What you will do: Give back every record that follows, exactly as written.

Source material:

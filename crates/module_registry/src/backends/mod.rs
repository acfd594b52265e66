//! Built-in registry backends.

pub mod local;
pub mod oci;
pub mod template_spec;

pub use local::{LOCAL_SCHEME, LocalModuleReference, LocalModuleRegistry};
pub use oci::{ArtifactVersion, OCI_SCHEME, OciArtifactReference, OciModuleRegistry};
pub use template_spec::{TEMPLATE_SPEC_SCHEME, TemplateSpecModuleReference, TemplateSpecModuleRegistry};
//! Local module cache.
//!
//! Restored content lives under `<root>/<scheme>/...`, one directory per
//! artifact. Writes go through a temp file and a rename so readers never see a
//! partially written artifact.

use std::io;
use std::path::{Path, PathBuf};

use uuid::Uuid;

/// File name of a restored module's entry point.
pub const ENTRY_POINT_FILE: &str = "main.json";

#[derive(Debug, Clone)]
pub struct ModuleCache {
	root: PathBuf,
}

impl ModuleCache {
	pub fn new(root: impl Into<PathBuf>) -> Self {
		Self { root: root.into() }
	}

	pub fn root(&self) -> &Path {
		&self.root
	}

	/// Absolute path of a cache-relative location.
	pub fn path(&self, relative: &Path) -> PathBuf {
		self.root.join(relative)
	}

	pub fn contains(&self, relative: &Path) -> bool {
		self.path(relative).is_file()
	}

	/// Atomically stores `bytes` at `relative`, returning the absolute path.
	///
	/// # Errors
	///
	/// Propagates I/O errors from creating directories or writing the file.
	pub async fn store(&self, relative: &Path, bytes: &[u8]) -> io::Result<PathBuf> {
		let target = self.path(relative);
		let Some(parent) = target.parent() else {
			return Err(io::Error::new(io::ErrorKind::InvalidInput, "cache path has no parent"));
		};
		tokio::fs::create_dir_all(parent).await?;

		let file_name = target.file_name().and_then(|n| n.to_str()).unwrap_or(ENTRY_POINT_FILE);
		let staging = parent.join(format!(".{file_name}.{}.tmp", Uuid::new_v4()));
		tokio::fs::write(&staging, bytes).await?;
		if let Err(err) = tokio::fs::rename(&staging, &target).await {
			let _ = tokio::fs::remove_file(&staging).await;
			return Err(err);
		}

		tracing::debug!(path = %target.display(), bytes = bytes.len(), "module.cache.store");
		Ok(target)
	}
}

/// Makes one reference component safe to use as a directory name.
pub(crate) fn encode_segment(segment: &str) -> String {
	segment.replace(':', "$")
}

Result for this task:
filename crates/module_registry/src/backends/mod.rs
repository acfd594b52265e66
//! Built-in registry backends.

pub mod local;
pub mod oci;
pub mod template_spec;

pub use local::{LOCAL_SCHEME, LocalModuleReference, LocalModuleRegistry};
pub use oci::{ArtifactVersion, OCI_SCHEME, OciArtifactReference, OciModuleRegistry};
pub use template_spec::{TEMPLATE_SPEC_SCHEME, TemplateSpecModuleReference, TemplateSpecModuleRegistry};
//! Local module cache.
//!
//! Restored content lives under `<root>/<scheme>/...`, one directory per
//! artifact. Writes go through a temp file and a rename so readers never see a
//! partially written artifact.

use std::io;
use std::path::{Path, PathBuf};

use uuid::Uuid;

/// File name of a restored module's entry point.
pub const ENTRY_POINT_FILE: &str = "main.json";

#[derive(Debug, Clone)]
pub struct ModuleCache {
	root: PathBuf,
}

impl ModuleCache {
	pub fn new(root: impl Into<PathBuf>) -> Self {
		Self { root: root.into() }
	}

	pub fn root(&self) -> &Path {
		&self.root
	}

	/// Absolute path of a cache-relative location.
	pub fn path(&self, relative: &Path) -> PathBuf {
		self.root.join(relative)
	}

	pub fn contains(&self, relative: &Path) -> bool {
		self.path(relative).is_file()
	}

	/// Atomically stores `bytes` at `relative`, returning the absolute path.
	///
	/// # Errors
	///
	/// Propagates I/O errors from creating directories or writing the file.
	pub async fn store(&self, relative: &Path, bytes: &[u8]) -> io::Result<PathBuf> {
		let target = self.path(relative);
		let Some(parent) = target.parent() else {
			return Err(io::Error::new(io::ErrorKind::InvalidInput, "cache path has no parent"));
		};
		tokio::fs::create_dir_all(parent).await?;

		let file_name = target.file_name().and_then(|n| n.to_str()).unwrap_or(ENTRY_POINT_FILE);
		let staging = parent.join(format!(".{file_name}.{}.tmp", Uuid::new_v4()));
		tokio::fs::write(&staging, bytes).await?;
		if let Err(err) = tokio::fs::rename(&staging, &target).await {
			let _ = tokio::fs::remove_file(&staging).await;
			return Err(err);
		}

		tracing::debug!(path = %target.display(), bytes = bytes.len(), "module.cache.store");
		Ok(target)
	}
}

/// Makes one reference component safe to use as a directory name.
pub(crate) fn encode_segment(segment: &str) -> String {
	segment.replace(':', "$")
}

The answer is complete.